**ACTIVITY**
Would you transcribe the data word for word?

Collected data entries:
***

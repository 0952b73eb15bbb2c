//! Physical slot identity and the occupancy table.
//!
//! The table is plain data; locking is the pool's job. Every method here
//! assumes the caller already holds the pool's occupancy lock.

use serde::{Deserialize, Serialize};

/// Index of a physical parking slot, `0..capacity`.
#[derive(Debug, Clone, Copy, PartialEq, Eq, PartialOrd, Ord, Hash, Serialize, Deserialize)]
#[serde(transparent)]
pub struct SlotIndex(usize);

impl SlotIndex {
    pub fn new(index: usize) -> Self {
        Self(index)
    }

    pub fn get(self) -> usize {
        self.0
    }
}

impl std::fmt::Display for SlotIndex {
    fn fmt(&self, f: &mut std::fmt::Formatter<'_>) -> std::fmt::Result {
        write!(f, "{}", self.0)
    }
}

/// Fixed-size occupied/free table, one entry per physical slot.
#[derive(Debug, Clone)]
pub(crate) struct Occupancy {
    slots: Vec<bool>,
    peak: usize,
}

impl Occupancy {
    pub fn new(capacity: usize) -> Self {
        Self {
            slots: vec![false; capacity],
            peak: 0,
        }
    }

    /// Mark the lowest free slot occupied and return it.
    pub fn claim_lowest(&mut self) -> Option<SlotIndex> {
        let index = self.slots.iter().position(|occupied| !occupied)?;
        self.slots[index] = true;
        self.peak = self.peak.max(self.occupied());
        Some(SlotIndex(index))
    }

    /// Mark `slot` free. Returns `false` if it was not occupied (or out of range).
    pub fn free(&mut self, slot: SlotIndex) -> bool {
        match self.slots.get_mut(slot.0) {
            Some(entry) if *entry => {
                *entry = false;
                true
            }
            _ => false,
        }
    }

    pub fn occupied(&self) -> usize {
        self.slots.iter().filter(|occupied| **occupied).count()
    }

    pub fn peak(&self) -> usize {
        self.peak
    }

    pub fn as_slice(&self) -> &[bool] {
        &self.slots
    }
}

#[cfg(test)]
mod tests {
    use super::*;

    #[test]
    fn claims_lowest_free_index() {
        let mut table = Occupancy::new(3);
        assert_eq!(table.claim_lowest(), Some(SlotIndex::new(0)));
        assert_eq!(table.claim_lowest(), Some(SlotIndex::new(1)));
        assert_eq!(table.claim_lowest(), Some(SlotIndex::new(2)));

        assert!(table.free(SlotIndex::new(1)));
        assert_eq!(table.as_slice(), &[true, false, true]);
        assert_eq!(table.claim_lowest(), Some(SlotIndex::new(1)));
    }

    #[test]
    fn full_table_has_nothing_to_claim() {
        let mut table = Occupancy::new(1);
        assert!(table.claim_lowest().is_some());
        assert!(table.claim_lowest().is_none());
    }

    #[test]
    fn freeing_a_free_slot_is_rejected() {
        let mut table = Occupancy::new(2);
        assert!(!table.free(SlotIndex::new(0)));
        assert!(!table.free(SlotIndex::new(5)));
    }

    #[test]
    fn peak_tracks_highest_occupancy() {
        let mut table = Occupancy::new(4);
        let a = table.claim_lowest().unwrap();
        let _b = table.claim_lowest().unwrap();
        table.free(a);
        assert_eq!(table.occupied(), 1);
        assert_eq!(table.peak(), 2);
    }
}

***

**ANSWER FOR THIS EXERCISE**
repository 0952b73eb15bbb2c
//! Physical slot identity and the occupancy table.
//!
//! The table is plain data; locking is the pool's job. Every method here
//! assumes the caller already holds the pool's occupancy lock.

use serde::{Deserialize, Serialize};

/// Index of a physical parking slot, `0..capacity`.
#[derive(Debug, Clone, Copy, PartialEq, Eq, PartialOrd, Ord, Hash, Serialize, Deserialize)]
#[serde(transparent)]
pub struct SlotIndex(usize);

impl SlotIndex {
    pub fn new(index: usize) -> Self {
        Self(index)
    }

    pub fn get(self) -> usize {
        self.0
    }
}

impl std::fmt::Display for SlotIndex {
    fn fmt(&self, f: &mut std::fmt::Formatter<'_>) -> std::fmt::Result {
        write!(f, "{}", self.0)
    }
}

/// Fixed-size occupied/free table, one entry per physical slot.
#[derive(Debug, Clone)]
pub(crate) struct Occupancy {
    slots: Vec<bool>,
    peak: usize,
}

impl Occupancy {
    pub fn new(capacity: usize) -> Self {
        Self {
            slots: vec![false; capacity],
            peak: 0,
        }
    }

    /// Mark the lowest free slot occupied and return it.
    pub fn claim_lowest(&mut self) -> Option<SlotIndex> {
        let index = self.slots.iter().position(|occupied| !occupied)?;
        self.slots[index] = true;
        self.peak = self.peak.max(self.occupied());
        Some(SlotIndex(index))
    }

    /// Mark `slot` free. Returns `false` if it was not occupied (or out of range).
    pub fn free(&mut self, slot: SlotIndex) -> bool {
        match self.slots.get_mut(slot.0) {
            Some(entry) if *entry => {
                *entry = false;
                true
            }
            _ => false,
        }
    }

    pub fn occupied(&self) -> usize {
        self.slots.iter().filter(|occupied| **occupied).count()
    }

    pub fn peak(&self) -> usize {
        self.peak
    }

    pub fn as_slice(&self) -> &[bool] {
        &self.slots
    }
}

#[cfg(test)]
mod tests {
    use super::*;

    #[test]
    fn claims_lowest_free_index() {
        let mut table = Occupancy::new(3);
        assert_eq!(table.claim_lowest(), Some(SlotIndex::new(0)));
        assert_eq!(table.claim_lowest(), Some(SlotIndex::new(1)));
        assert_eq!(table.claim_lowest(), Some(SlotIndex::new(2)));

        assert!(table.free(SlotIndex::new(1)));
        assert_eq!(table.as_slice(), &[true, false, true]);
        assert_eq!(table.claim_lowest(), Some(SlotIndex::new(1)));
    }

    #[test]
    fn full_table_has_nothing_to_claim() {
        let mut table = Occupancy::new(1);
        assert!(table.claim_lowest().is_some());
        assert!(table.claim_lowest().is_none());
    }

    #[test]
    fn freeing_a_free_slot_is_rejected() {
        let mut table = Occupancy::new(2);
        assert!(!table.free(SlotIndex::new(0)));
        assert!(!table.free(SlotIndex::new(5)));
    }

    #[test]
    fn peak_tracks_highest_occupancy() {
        let mut table = Occupancy::new(4);
        let a = table.claim_lowest().unwrap();
        let _b = table.claim_lowest().unwrap();
        table.free(a);
        assert_eq!(table.occupied(), 1);
        assert_eq!(table.peak(), 2);
    }
}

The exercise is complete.